Let’s backtrack a bit and talk about Joe, the season’s other frontrunner.

For their date, Michelle took him on a walk down memory lane — after they’d stopped by a Minnesota Twins game where she threw out the first pitch and kissed Joe for the Jumbotron — visiting her old high school, where they smooched while towering over her old locker, admired her photo in the trophy case and played one-on-one basketball in the gym (yeah, she beat him; in a dress, she pointed out).

“I feel like Joe would have been my crush in high school,” Michelle said.

The main event came over dinner where Joe told Michelle how a college football injury had led to a couple of operations, getting seven screws and a plate in his left foot, and anxiety, depression and thoughts of suicide when he couldn’t perform the same way on the basketball court and had to eventually quit the sport.

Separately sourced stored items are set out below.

//! Automatic completion of long-running deliveries.
//!
//! Orders that stay in `delivering` beyond the grace period are completed by
//! the system actor, exactly as if the supplier had completed them.

use crate::handlers::OrderHandler;
use crate::EngineError;
use chrono::Duration;
use orderhub_types::Actor;
use std::sync::Arc;
use tracing::instrument;

pub struct AutoCompleteMonitor {
	orders: Arc<OrderHandler>,
	grace: Duration,
}

impl AutoCompleteMonitor {
	pub fn new(orders: Arc<OrderHandler>, grace: Duration) -> Self {
		Self { orders, grace }
	}

	/// Completes every overdue delivery and returns how many were completed.
	///
	/// An order that moved on between the scan and its transition is skipped.
	#[instrument(skip_all)]
	pub async fn sweep_once(&self) -> Result<usize, EngineError> {
		let remark = format!("auto-completed after {} days in delivery", self.grace.num_days());
		let mut completed = 0;
		for order_id in self.orders.overdue_deliveries(self.grace).await? {
			match self.orders.complete(order_id, &Actor::System, &remark).await {
				Ok(_) => completed += 1,
				Err(EngineError::InvalidState(reason)) | Err(EngineError::NotFound(reason)) => {
					tracing::debug!(order_id, %reason, "Skipped auto-completion");
				},
				Err(e) => {
					tracing::warn!(order_id, error = %e, "Auto-completion failed");
				},
			}
		}
		if completed > 0 {
			tracing::info!(completed, "Auto-completed overdue deliveries");
		}
		Ok(completed)
	}
}
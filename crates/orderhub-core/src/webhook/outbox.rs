//! Durable outbox of webhook tasks.
//!
//! Tasks are staged inside the same unit of work as the order transition that
//! produced them, so a rolled-back transition leaves none behind. Staged
//! tasks carry a hold lease that keeps the dispatcher away until the order
//! write has committed and [`WebhookOutbox::release`] lifts it.
//!
//! Every task that may still be delivered also has an entry in the
//! `webhook_queue` namespace holding its due time, which is all the
//! dispatcher scans.

use crate::state::UnitOfWork;
use chrono::{DateTime, Duration, Utc};
use orderhub_storage::{StorageError, StorageService};
use orderhub_types::{
	truncate_id, EventType, Order, StorageKey, TargetKind, WebhookEndpoint, WebhookLog,
	WebhookPayload, WebhookStatus,
};
use std::sync::Arc;
use uuid::Uuid;

/// Brings the queue entry of `task` in line with its state.
pub(crate) async fn sync_queue(
	storage: &StorageService,
	task: &WebhookLog,
) -> Result<(), StorageError> {
	let key = task.id.to_string();
	match task.due_at() {
		Some(due) => {
			storage
				.store(StorageKey::WebhookQueue.as_str(), &key, &due)
				.await
		},
		None => storage.remove(StorageKey::WebhookQueue.as_str(), &key).await,
	}
}

pub struct WebhookOutbox {
	storage: Arc<StorageService>,
	max_retry_count: u32,
	/// How long a staged task stays unclaimable if it is never released.
	hold: Duration,
}

impl WebhookOutbox {
	pub fn new(storage: Arc<StorageService>, max_retry_count: u32, hold: Duration) -> Self {
		Self {
			storage,
			max_retry_count,
			hold,
		}
	}

	pub async fn endpoint(
		&self,
		kind: TargetKind,
		target_id: u64,
	) -> Result<Option<WebhookEndpoint>, StorageError> {
		self.storage
			.find(
				StorageKey::WebhookEndpoints.as_str(),
				&WebhookEndpoint::key_for(kind, target_id),
			)
			.await
	}

	pub async fn save_endpoint(&self, endpoint: &WebhookEndpoint) -> Result<(), StorageError> {
		self.storage
			.store(
				StorageKey::WebhookEndpoints.as_str(),
				&WebhookEndpoint::key_for(endpoint.target_kind, endpoint.target_id),
				endpoint,
			)
			.await
	}

	/// Stages one task per party of `order` with a deliverable endpoint.
	///
	/// A party without an endpoint, or with a disabled or empty one, simply
	/// gets nothing. The returned tasks are held until released.
	pub(crate) async fn stage(
		&self,
		unit: &mut UnitOfWork<'_>,
		order: &Order,
		event_type: EventType,
		now: DateTime<Utc>,
	) -> Result<Vec<WebhookLog>, StorageError> {
		let held_until = now.checked_add_signed(self.hold).ok_or_else(|| {
			StorageError::Configuration("webhook hold period out of range".into())
		})?;
		let mut tasks = Vec::new();
		for (kind, target_id) in [
			(TargetKind::Store, order.store_id),
			(TargetKind::Supplier, order.supplier_id),
		] {
			let Some(endpoint) = self.endpoint(kind, target_id).await? else {
				continue;
			};
			if !endpoint.accepts_deliveries() {
				continue;
			}

			let id = self
				.storage
				.next_sequence(StorageKey::WebhookLogs.as_str())
				.await?;
			let task_id = Uuid::new_v4();
			let task = WebhookLog {
				id,
				task_id,
				target_kind: kind,
				target_id,
				event_type,
				order_id: order.id,
				order_no: order.order_no.clone(),
				url: endpoint.url.clone(),
				request_body: WebhookPayload {
					task_id,
					event_type,
					order_id: order.id,
					order_no: order.order_no.clone(),
					timestamp: now.timestamp(),
					payload: order_payload(order),
				},
				status: WebhookStatus::Pending,
				retry_count: 0,
				max_retry_count: self.max_retry_count,
				next_retry_at: None,
				lease_expires_at: Some(held_until),
				response_code: None,
				response_body: None,
				duration_ms: None,
				error_message: None,
				created_at: now,
				updated_at: now,
			};
			unit.insert(StorageKey::WebhookLogs, &id.to_string(), &task)
				.await?;
			unit.insert(StorageKey::WebhookQueue, &id.to_string(), &now)
				.await?;
			tasks.push(task);
		}
		Ok(tasks)
	}

	/// Lifts the hold lease from committed tasks.
	///
	/// A task the dispatcher already claimed after its hold ran out is left
	/// alone, and one that cannot be released here becomes deliverable once
	/// the hold expires.
	pub(crate) async fn release(&self, tasks: &mut [WebhookLog]) {
		for task in tasks.iter_mut() {
			let mut released = task.clone();
			released.lease_expires_at = None;
			let task_ref = task.task_id.to_string();
			match self
				.storage
				.compare_and_swap(
					StorageKey::WebhookLogs.as_str(),
					&task.id.to_string(),
					Some(&*task),
					&released,
				)
				.await
			{
				Ok(true) => *task = released,
				Ok(false) => {
					tracing::debug!(
						task_id = %truncate_id(&task_ref),
						"Webhook task changed before release"
					);
				},
				Err(e) => {
					tracing::warn!(
						task_id = %truncate_id(&task_ref),
						error = %e,
						"Failed to release webhook task; it waits for its hold to expire"
					);
				},
			}
		}
	}
}

/// Order summary carried in the `payload` field.
fn order_payload(order: &Order) -> serde_json::Value {
	serde_json::json!({
		"status": order.status,
		"paymentStatus": order.payment_status,
		"storeId": order.store_id,
		"supplierId": order.supplier_id,
		"goodsAmount": order.goods_amount,
		"serviceFee": order.service_fee,
		"totalAmount": order.total_amount,
		"itemCount": order.item_count,
		"cancellation": order.cancellation,
		"updatedAt": order.updated_at,
	})
}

Michelle and Joe both shed tears.

“You give up so much for the sport that you love. To have something take you out of it before you’re ready to be taken out of it is a pain like not everyone will understand,” said Michelle, herself a former college basketball player.

Naturally Michelle gave Joe the date rose, saying her feelings for him had grown tremendously.

They finished the night with a smoochy Ferris wheel ride.

Joe Coleman was rewarded with a rose for opening up to Michelle on their date.

There were three roses already spoken for and five to give out going into the rose ceremony — yes, if you’re keeping track, we’re five for five in the rose ceremony to episode ratio.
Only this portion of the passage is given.